- [EXERCISE INSTRUCTIONS]
Every line containing "iter" should be copied out. Go through the entries and find them.

- [AVAILABLE DATA]
//! Block group descriptor table codec.

use crate::superblock::Superblock;
use e2fs_error::{Ext2Error, Result};
use e2fs_types::{
    BlockNumber, EXT2_MIN_DESC_SIZE, EXT2_MIN_DESC_SIZE_64BIT, GroupNumber, ParseError,
    read_fixed, read_le_u16, read_le_u32, write_bytes, write_le_u16, write_le_u32,
};
use serde::{Deserialize, Serialize};
use std::fmt;
use tracing::{debug, warn};

/// Offset of the first byte past the 64-byte layout's named fields.
const EXTENSION_OFFSET: usize = 0x34;

fn corrupt(err: ParseError) -> Ext2Error {
    Ext2Error::CorruptGroupDescriptor(err.to_string())
}

/// How to treat descriptor values that contradict the superblock.
#[derive(Debug, Clone, Copy, Default, PartialEq, Eq, Serialize, Deserialize)]
pub enum Strictness {
    /// Log anomalies and keep going.
    #[default]
    Lenient,
    /// Reject the table on the first anomaly.
    Strict,
}

// ── Single descriptor ───────────────────────────────────────────────────────

/// One group descriptor, 32 bytes or `desc_size` bytes with the 64-bit feature.
///
/// High halves are zero for 32-byte descriptors.
#[derive(Debug, Clone, PartialEq, Eq, Serialize, Deserialize)]
pub struct GroupDescriptor {
    pub block_bitmap_lo: u32,
    pub inode_bitmap_lo: u32,
    pub inode_table_lo: u32,
    pub free_blocks_count_lo: u16,
    pub free_inodes_count_lo: u16,
    pub used_dirs_count_lo: u16,
    pub flags: u16,
    pub reserved: [u8; 8],
    pub itable_unused_lo: u16,
    pub checksum: u16,

    // ── 64-bit layout ────────────────────────────────────────────────────
    pub block_bitmap_hi: u32,
    pub inode_bitmap_hi: u32,
    pub inode_table_hi: u32,
    pub free_blocks_count_hi: u16,
    pub free_inodes_count_hi: u16,
    pub used_dirs_count_hi: u16,
    pub itable_unused_hi: u16,
    /// Bytes from 0x34 to the descriptor size, kept verbatim.
    pub extension: Vec<u8>,

    /// On-disk record size this descriptor was decoded with.
    pub desc_size: u16,
}

impl GroupDescriptor {
    /// Decode one descriptor of `desc_size` bytes from the start of `bytes`.
    pub fn decode(bytes: &[u8], desc_size: u16) -> Result<Self> {
        let size = usize::from(desc_size);
        if desc_size != EXT2_MIN_DESC_SIZE && desc_size < EXT2_MIN_DESC_SIZE_64BIT {
            return Err(corrupt(ParseError::InvalidField {
                field: "s_desc_size",
                reason: "descriptor size must be 32 or >= 64",
            }));
        }
        if bytes.len() < size {
            return Err(corrupt(ParseError::InsufficientData {
                needed: size,
                offset: 0,
                actual: bytes.len(),
            }));
        }

        let mut desc = Self {
            block_bitmap_lo: read_le_u32(bytes, 0x00).map_err(corrupt)?,
            inode_bitmap_lo: read_le_u32(bytes, 0x04).map_err(corrupt)?,
            inode_table_lo: read_le_u32(bytes, 0x08).map_err(corrupt)?,
            free_blocks_count_lo: read_le_u16(bytes, 0x0C).map_err(corrupt)?,
            free_inodes_count_lo: read_le_u16(bytes, 0x0E).map_err(corrupt)?,
            used_dirs_count_lo: read_le_u16(bytes, 0x10).map_err(corrupt)?,
            flags: read_le_u16(bytes, 0x12).map_err(corrupt)?,
            reserved: read_fixed::<8>(bytes, 0x14).map_err(corrupt)?,
            itable_unused_lo: read_le_u16(bytes, 0x1C).map_err(corrupt)?,
            checksum: read_le_u16(bytes, 0x1E).map_err(corrupt)?,
            block_bitmap_hi: 0,
            inode_bitmap_hi: 0,
            inode_table_hi: 0,
            free_blocks_count_hi: 0,
            free_inodes_count_hi: 0,
            used_dirs_count_hi: 0,
            itable_unused_hi: 0,
            extension: Vec::new(),
            desc_size,
        };

        if desc_size >= EXT2_MIN_DESC_SIZE_64BIT {
            desc.block_bitmap_hi = read_le_u32(bytes, 0x20).map_err(corrupt)?;
            desc.inode_bitmap_hi = read_le_u32(bytes, 0x24).map_err(corrupt)?;
            desc.inode_table_hi = read_le_u32(bytes, 0x28).map_err(corrupt)?;
            desc.free_blocks_count_hi = read_le_u16(bytes, 0x2C).map_err(corrupt)?;
            desc.free_inodes_count_hi = read_le_u16(bytes, 0x2E).map_err(corrupt)?;
            desc.used_dirs_count_hi = read_le_u16(bytes, 0x30).map_err(corrupt)?;
            desc.itable_unused_hi = read_le_u16(bytes, 0x32).map_err(corrupt)?;
            desc.extension = bytes[EXTENSION_OFFSET..size].to_vec();
        }

        Ok(desc)
    }

    /// Serialize into the first `desc_size` bytes of `out`.
    pub fn encode_into(&self, out: &mut [u8]) -> Result<()> {
        let size = usize::from(self.desc_size);
        if out.len() < size {
            return Err(corrupt(ParseError::InsufficientData {
                needed: size,
                offset: 0,
                actual: out.len(),
            }));
        }
        if self.desc_size >= EXT2_MIN_DESC_SIZE_64BIT
            && self.extension.len() != size - EXTENSION_OFFSET
        {
            return Err(corrupt(ParseError::InvalidField {
                field: "extension",
                reason: "length does not match descriptor size",
            }));
        }
        self.write_fields(out).map_err(corrupt)
    }

    fn write_fields(&self, out: &mut [u8]) -> std::result::Result<(), ParseError> {
        write_le_u32(out, 0x00, self.block_bitmap_lo)?;
        write_le_u32(out, 0x04, self.inode_bitmap_lo)?;
        write_le_u32(out, 0x08, self.inode_table_lo)?;
        write_le_u16(out, 0x0C, self.free_blocks_count_lo)?;
        write_le_u16(out, 0x0E, self.free_inodes_count_lo)?;
        write_le_u16(out, 0x10, self.used_dirs_count_lo)?;
        write_le_u16(out, 0x12, self.flags)?;
        write_bytes(out, 0x14, &self.reserved)?;
        write_le_u16(out, 0x1C, self.itable_unused_lo)?;
        write_le_u16(out, 0x1E, self.checksum)?;
        if self.desc_size >= EXT2_MIN_DESC_SIZE_64BIT {
            write_le_u32(out, 0x20, self.block_bitmap_hi)?;
            write_le_u32(out, 0x24, self.inode_bitmap_hi)?;
            write_le_u32(out, 0x28, self.inode_table_hi)?;
            write_le_u16(out, 0x2C, self.free_blocks_count_hi)?;
            write_le_u16(out, 0x2E, self.free_inodes_count_hi)?;
            write_le_u16(out, 0x30, self.used_dirs_count_hi)?;
            write_le_u16(out, 0x32, self.itable_unused_hi)?;
            write_bytes(out, EXTENSION_OFFSET, &self.extension)?;
        }
        Ok(())
    }

    /// Serialize into a fresh `desc_size`-byte buffer.
    pub fn encode(&self) -> Result<Vec<u8>> {
        let mut out = vec![0_u8; usize::from(self.desc_size)];
        self.encode_into(&mut out)?;
        Ok(out)
    }

    #[must_use]
    pub fn block_bitmap(&self) -> BlockNumber {
        BlockNumber(u64::from(self.block_bitmap_lo) | (u64::from(self.block_bitmap_hi) << 32))
    }

    #[must_use]
    pub fn inode_bitmap(&self) -> BlockNumber {
        BlockNumber(u64::from(self.inode_bitmap_lo) | (u64::from(self.inode_bitmap_hi) << 32))
    }

    #[must_use]
    pub fn inode_table(&self) -> BlockNumber {
        BlockNumber(u64::from(self.inode_table_lo) | (u64::from(self.inode_table_hi) << 32))
    }

    #[must_use]
    pub fn free_blocks_count(&self) -> u32 {
        u32::from(self.free_blocks_count_lo) | (u32::from(self.free_blocks_count_hi) << 16)
    }

    #[must_use]
    pub fn free_inodes_count(&self) -> u32 {
        u32::from(self.free_inodes_count_lo) | (u32::from(self.free_inodes_count_hi) << 16)
    }

    #[must_use]
    pub fn used_dirs_count(&self) -> u32 {
        u32::from(self.used_dirs_count_lo) | (u32::from(self.used_dirs_count_hi) << 16)
    }

    #[must_use]
    pub fn itable_unused(&self) -> u32 {
        u32::from(self.itable_unused_lo) | (u32::from(self.itable_unused_hi) << 16)
    }
}

// ── Anomalies ───────────────────────────────────────────────────────────────

/// A descriptor value that contradicts the superblock geometry.
#[derive(Debug, Clone, Copy, PartialEq, Eq)]
pub enum GroupAnomaly {
    FreeBlocksExceedCapacity {
        group: GroupNumber,
        free: u32,
        capacity: u32,
    },
    FreeInodesExceedCapacity {
        group: GroupNumber,
        free: u32,
        capacity: u32,
    },
    UsedDirsExceedCapacity {
        group: GroupNumber,
        used: u32,
        capacity: u32,
    },
    LocationOutOfRange {
        group: GroupNumber,
        field: &'static str,
        block: BlockNumber,
        blocks_count: u64,
    },
}

impl fmt::Display for GroupAnomaly {
    fn fmt(&self, f: &mut fmt::Formatter<'_>) -> fmt::Result {
        match self {
            Self::FreeBlocksExceedCapacity {
                group,
                free,
                capacity,
            } => write!(
                f,
                "group {group}: free blocks {free} exceed blocks per group {capacity}"
            ),
            Self::FreeInodesExceedCapacity {
                group,
                free,
                capacity,
            } => write!(
                f,
                "group {group}: free inodes {free} exceed inodes per group {capacity}"
            ),
            Self::UsedDirsExceedCapacity {
                group,
                used,
                capacity,
            } => write!(
                f,
                "group {group}: used directories {used} exceed inodes per group {capacity}"
            ),
            Self::LocationOutOfRange {
                group,
                field,
                block,
                blocks_count,
            } => write!(
                f,
                "group {group}: {field} at block {block} is outside the volume ({blocks_count} blocks)"
            ),
        }
    }
}

fn anomalies_of(sb: &Superblock, group: GroupNumber, desc: &GroupDescriptor) -> Vec<GroupAnomaly> {
    let mut out = Vec::new();
    if desc.free_blocks_count() > sb.blocks_per_group {
        out.push(GroupAnomaly::FreeBlocksExceedCapacity {
            group,
            free: desc.free_blocks_count(),
            capacity: sb.blocks_per_group,
        });
    }
    if desc.free_inodes_count() > sb.inodes_per_group {
        out.push(GroupAnomaly::FreeInodesExceedCapacity {
            group,
            free: desc.free_inodes_count(),
            capacity: sb.inodes_per_group,
        });
    }
    if desc.used_dirs_count() > sb.inodes_per_group {
        out.push(GroupAnomaly::UsedDirsExceedCapacity {
            group,
            used: desc.used_dirs_count(),
            capacity: sb.inodes_per_group,
        });
    }
    let blocks_count = sb.blocks_count();
    for (field, block) in [
        ("block_bitmap", desc.block_bitmap()),
        ("inode_bitmap", desc.inode_bitmap()),
        ("inode_table", desc.inode_table()),
    ] {
        if block.0 >= blocks_count {
            out.push(GroupAnomaly::LocationOutOfRange {
                group,
                field,
                block,
                blocks_count,
            });
        }
    }
    out
}

// ── Table ───────────────────────────────────────────────────────────────────

/// The decoded group descriptor table.
#[derive(Debug, Clone, PartialEq, Eq)]
pub struct GroupDescriptorTable {
    descriptors: Vec<GroupDescriptor>,
    desc_size: u16,
    anomalies: Vec<GroupAnomaly>,
}

impl GroupDescriptorTable {
    /// Bytes occupied by the descriptors themselves.
    #[must_use]
    pub fn byte_len(sb: &Superblock) -> usize {
        usize::try_from(sb.group_count())
            .unwrap_or(usize::MAX)
            .saturating_mul(usize::from(sb.group_descriptor_size()))
    }

    /// Decode `sb.group_count()` descriptors from the start of `bytes`.
    ///
    /// `bytes` usually holds the `group_descriptor_table_blocks()` blocks
    /// that follow the superblock's block.
    pub fn decode(sb: &Superblock, bytes: &[u8], strictness: Strictness) -> Result<Self> {
        let count = sb.group_count();
        if count == 0 {
            return Err(Ext2Error::CorruptGroupDescriptor(
                "volume has zero block groups".to_owned(),
            ));
        }
        let inode_slots = u64::from(count) * u64::from(sb.inodes_per_group);
        if inode_slots < u64::from(sb.inodes_count) {
            return Err(Ext2Error::CorruptGroupDescriptor(format!(
                "{count} groups of {} inodes cannot hold {} inodes",
                sb.inodes_per_group, sb.inodes_count
            )));
        }

        let desc_size = sb.group_descriptor_size();
        let needed = Self::byte_len(sb);
        if bytes.len() < needed {
            return Err(corrupt(ParseError::InsufficientData {
                needed,
                offset: 0,
                actual: bytes.len(),
            }));
        }

        let mut descriptors = Vec::with_capacity(needed / usize::from(desc_size));
        let mut anomalies = Vec::new();
        for (index, chunk) in bytes[..needed]
            .chunks_exact(usize::from(desc_size))
            .enumerate()
        {
            let group = GroupNumber(u32::try_from(index).unwrap_or(u32::MAX));
            let desc = GroupDescriptor::decode(chunk, desc_size)?;
            for anomaly in anomalies_of(sb, group, &desc) {
                if strictness == Strictness::Strict {
                    return Err(Ext2Error::CorruptGroupDescriptor(anomaly.to_string()));
                }
                warn!(group = group.0, %anomaly, "group descriptor anomaly");
                anomalies.push(anomaly);
            }
            descriptors.push(desc);
        }

        debug!(
            groups = count,
            desc_size,
            anomalies = anomalies.len(),
            "decoded group descriptor table"
        );
        Ok(Self {
            descriptors,
            desc_size,
            anomalies,
        })
    }

    /// Rewrite every descriptor into `out` at its table offset.
    ///
    /// Bytes past the last descriptor are left untouched.
    pub fn encode_into(&self, out: &mut [u8]) -> Result<()> {
        let size = usize::from(self.desc_size);
        let needed = self.descriptors.len().saturating_mul(size);
        if out.len() < needed {
            return Err(corrupt(ParseError::InsufficientData {
                needed,
                offset: 0,
                actual: out.len(),
            }));
        }
        for (desc, chunk) in self.descriptors.iter().zip(out.chunks_exact_mut(size)) {
            desc.encode_into(chunk)?;
        }
        Ok(())
    }

    #[must_use]
    pub fn get(&self, group: GroupNumber) -> Option<&GroupDescriptor> {
        self.descriptors.get(usize::try_from(group.0).ok()?)
    }

    #[must_use]
    pub fn get_mut(&mut self, group: GroupNumber) -> Option<&mut GroupDescriptor> {
        self.descriptors.get_mut(usize::try_from(group.0).ok()?)
    }

    #[must_use]
    pub fn len(&self) -> usize {
        self.descriptors.len()
    }

    #[must_use]
    pub fn is_empty(&self) -> bool {
        self.descriptors.is_empty()
    }

    pub fn iter(&self) -> impl Iterator<Item = &GroupDescriptor> {
        self.descriptors.iter()
    }

    #[must_use]
    pub fn desc_size(&self) -> u16 {
        self.desc_size
    }

    /// Anomalies tolerated under [`Strictness::Lenient`].
    #[must_use]
    pub fn anomalies(&self) -> &[GroupAnomaly] {
        &self.anomalies
    }

    /// Sum of the per-group free block counters.
    #[must_use]
    pub fn total_free_blocks(&self) -> u64 {
        self.descriptors
            .iter()
            .map(|d| u64::from(d.free_blocks_count()))
            .sum()
    }

    /// Sum of the per-group free inode counters.
    #[must_use]
    pub fn total_free_inodes(&self) -> u64 {
        self.descriptors
            .iter()
            .map(|d| u64::from(d.free_inodes_count()))
            .sum()
    }
}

- [OUTPUT OF THE EXERCISE]
        for (desc, chunk) in self.descriptors.iter().zip(out.chunks_exact_mut(size)) {
    pub fn iter(&self) -> impl Iterator<Item = &GroupDescriptor> {
        self.descriptors.iter()
            .iter()
            .iter()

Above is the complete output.